Over a year ago I started a new contract job in an office about a month before another woman, E. We were allocated to different teams, although general secretarial / finance work. As newbies we would have morning tea together but we are quite different. She's in her late forties, two children, married and would be 'posh'. I'm in my late twenties, foreign, married, no kids, middle class.
Our contracts have kept being renewed, and we are both contracted until Christmas. Towards the end of last year we seemed to have drifted from taking our breaks together, but since we don't have a lot in common, its fine.
I enjoy the work and get on well with the other three people in my team.
I've had good reviews and it's been said that when the next permanent roles are announced, I should apply. In January E joined our section, and one of my colleagues trained her. I had two weeks holiday at the time and when I came back, there was a bit of tension evident. E wasn't adjusting well to the new processes and was making some significant mistakes. The same colleague trained me, so my biased opinion is that the training is fine and there is a written training manual. My colleague suggested that E shadow me and I spent three days with her plus an hour a day for a month. E was struggling but our supervisor said to persevere with the training. The team were getting lots of complaints internally and externally about problems, so colleagues and I have had to do a lot of fixing Es errors, and what work E does do, is done very slowly. She's made lots of comments that the work allocated to her is boring, but the team is reluctant to trust her with anything more interesting (difficult) until she masters this. The mistakes are silly, sending transactions to wrong accounts, forgetting where territories are (like placing orders for Australia in North America) etc
A month ago E's Dad was diagnosed with an illness and it was announced that E was going part time for 3 months. E wasn't completing work which became apparent when customers contacted us asking why their accounts werent updated and with some checking it was obvious she was only completing the easy customer orders, ignoring the more difficult ones. It was agreed E would tell us where she was in her workload daily before leaving so we could cover her outstanding, and E would ask if she was stuck.
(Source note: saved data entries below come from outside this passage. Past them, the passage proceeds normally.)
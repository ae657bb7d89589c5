//! Pathfinding for walking actors.
//!
//! This module provides:
//! - The `Pathfinder` contract used by movement
//! - An A* implementation over the tile grid

use log::trace;
use npc_shared::Point;

use crate::world::Terrain;

/// Cost of a diagonal step
const DIAGONAL_COST: f64 = std::f64::consts::SQRT_2;

/// The eight neighbouring tile offsets
const DIRECTIONS: [(i16, i16); 8] = [
    (1, 0), (-1, 0), (0, 1), (0, -1),
    (1, 1), (1, -1), (-1, 1), (-1, -1),
];

/// Computes walkable paths between tiles
pub trait Pathfinder: Send + Sync {
    /// Steps from `from` to `to`, excluding `from` and including `to`.
    /// Returns `None` if there is no path.
    fn find_path(&self, terrain: &dyn Terrain, from: Point, to: Point) -> Option<Vec<Point>>;
}

// ============================================================================
// A* Pathfinding
// ============================================================================

/// A node in the pathfinding grid
#[derive(Debug, Clone)]
struct PathNode {
    pos: Point,
    g_cost: f64,
    h_cost: f64,
    parent: Option<usize>,
}

impl PathNode {
    fn f_cost(&self) -> f64 {
        self.g_cost + self.h_cost
    }
}

/// 8-neighbour A* with an iteration budget
#[derive(Debug, Clone)]
pub struct GridPathfinder {
    pub max_iterations: usize,
}

impl Default for GridPathfinder {
    fn default() -> Self {
        Self { max_iterations: 500 }
    }
}

impl GridPathfinder {
    pub fn new(max_iterations: usize) -> Self {
        Self { max_iterations }
    }
}

impl Pathfinder for GridPathfinder {
    fn find_path(&self, terrain: &dyn Terrain, from: Point, to: Point) -> Option<Vec<Point>> {
        if from == to {
            return Some(Vec::new());
        }
        if !terrain.is_walkable(to) {
            return None;
        }

        let mut open_list: Vec<PathNode> = vec![PathNode {
            pos: from,
            g_cost: 0.0,
            h_cost: from.distance_to(to),
            parent: None,
        }];
        let mut closed_list: Vec<PathNode> = Vec::new();
        let mut iterations = 0;

        while !open_list.is_empty() && iterations < self.max_iterations {
            iterations += 1;

            // Find node with lowest f_cost
            let mut best_idx = 0;
            let mut best_f = open_list[0].f_cost();
            for (i, node) in open_list.iter().enumerate().skip(1) {
                if node.f_cost() < best_f {
                    best_f = node.f_cost();
                    best_idx = i;
                }
            }

            let current = open_list.remove(best_idx);
            let current_idx = closed_list.len();

            if current.pos == to {
                let mut path = vec![current.pos];
                let mut trace_node = &current;
                while let Some(parent_idx) = trace_node.parent {
                    trace_node = &closed_list[parent_idx];
                    path.push(trace_node.pos);
                }

                path.reverse();
                path.remove(0); // Remove start position
                trace!("Path {} -> {} found after {} iterations", from, to, iterations);
                return Some(path);
            }

            closed_list.push(current.clone());

            for &(dx, dy) in &DIRECTIONS {
                let Some(neighbor_pos) = current.pos.offset(dx, dy) else {
                    continue;
                };
                if !terrain.is_walkable(neighbor_pos) {
                    continue;
                }
                if closed_list.iter().any(|n| n.pos == neighbor_pos) {
                    continue;
                }

                let move_cost = if dx != 0 && dy != 0 { DIAGONAL_COST } else { 1.0 };
                let g_cost = current.g_cost + move_cost;

                // Check if already in open list with lower cost
                match open_list.iter_mut().find(|n| n.pos == neighbor_pos) {
                    Some(existing) => {
                        if g_cost < existing.g_cost {
                            existing.g_cost = g_cost;
                            existing.parent = Some(current_idx);
                        }
                    }
                    None => open_list.push(PathNode {
                        pos: neighbor_pos,
                        g_cost,
                        h_cost: neighbor_pos.distance_to(to),
                        parent: Some(current_idx),
                    }),
                }
            }
        }

        trace!("No path {} -> {} within {} iterations", from, to, iterations);
        None
    }
}

#[cfg(test)]
mod tests {
    use super::*;
    use crate::world::GridTerrain;

    #[test]
    fn test_pathfinding() {
        let terrain = GridTerrain::from_rows(&[
            ".......",
            "...#...",
            "...#...",
            "...#...",
            ".......",
        ]);

        let start = Point::new(1, 2);
        let goal = Point::new(5, 2);

        let path = GridPathfinder::default().find_path(&terrain, start, goal).unwrap();
        assert_eq!(path.last(), Some(&goal));
        assert!(!path.contains(&start));
        assert!(path.iter().all(|p| terrain.is_walkable(*p)));

        // every step moves to a neighbouring tile
        let mut previous = start;
        for step in &path {
            assert!(previous.is_in_range(*step, 1) || previous.distance_to(*step) <= DIAGONAL_COST + 1e-9);
            previous = *step;
        }
    }

    #[test]
    fn test_straight_line() {
        let terrain = GridTerrain::open(10, 10);
        let path = GridPathfinder::default()
            .find_path(&terrain, Point::new(0, 0), Point::new(3, 0))
            .unwrap();
        assert_eq!(path, vec![Point::new(1, 0), Point::new(2, 0), Point::new(3, 0)]);
    }

    #[test]
    fn test_unreachable_goal() {
        let terrain = GridTerrain::from_rows(&["..#..", "..#..", "..#.."]);
        let pathfinder = GridPathfinder::default();

        assert_eq!(pathfinder.find_path(&terrain, Point::new(0, 0), Point::new(4, 0)), None);
        assert_eq!(pathfinder.find_path(&terrain, Point::new(0, 0), Point::new(2, 0)), None);
    }

    #[test]
    fn test_same_tile() {
        let terrain = GridTerrain::open(4, 4);
        let path = GridPathfinder::default().find_path(&terrain, Point::new(1, 1), Point::new(1, 1));
        assert_eq!(path, Some(Vec::new()));
    }
}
On Tuesday I asked her for an update, and E replied that she had done about 10 orders in four hours; I said "Are you sure?" (Aswe are expected to do about 20 an hour). She then muttered " We can't all be as perfect as you". It was said sarcastically but low enough that I was definitely supposed to hear. I mentioned it to a colleague but left it.
Yesterday after E left, there was a discussion about Es errors with the team and our supervisor. My colleague brought up what E had said to me. I briefly explained but asked the supervisor to leave it as E is under stress. My supervisor sounded doubtful - as in "Are you sure? That doesn't sound like her" - but asked that I tell her if it happens again.
a lot of wider office are cautious about E as the part time gig is seen as the dream arrangement which many of the Mums have requested and had declined, so it's seen as E receiving a special favour. I don't have kids, so it's no skin off my nose. There have been barbed comments that E must know someone.
The job is well paid, convenient travel, interesting to me and I' enjoy it, but I'm wary that this is reflecting badly on me. Am I being unreasonable to worry about my job?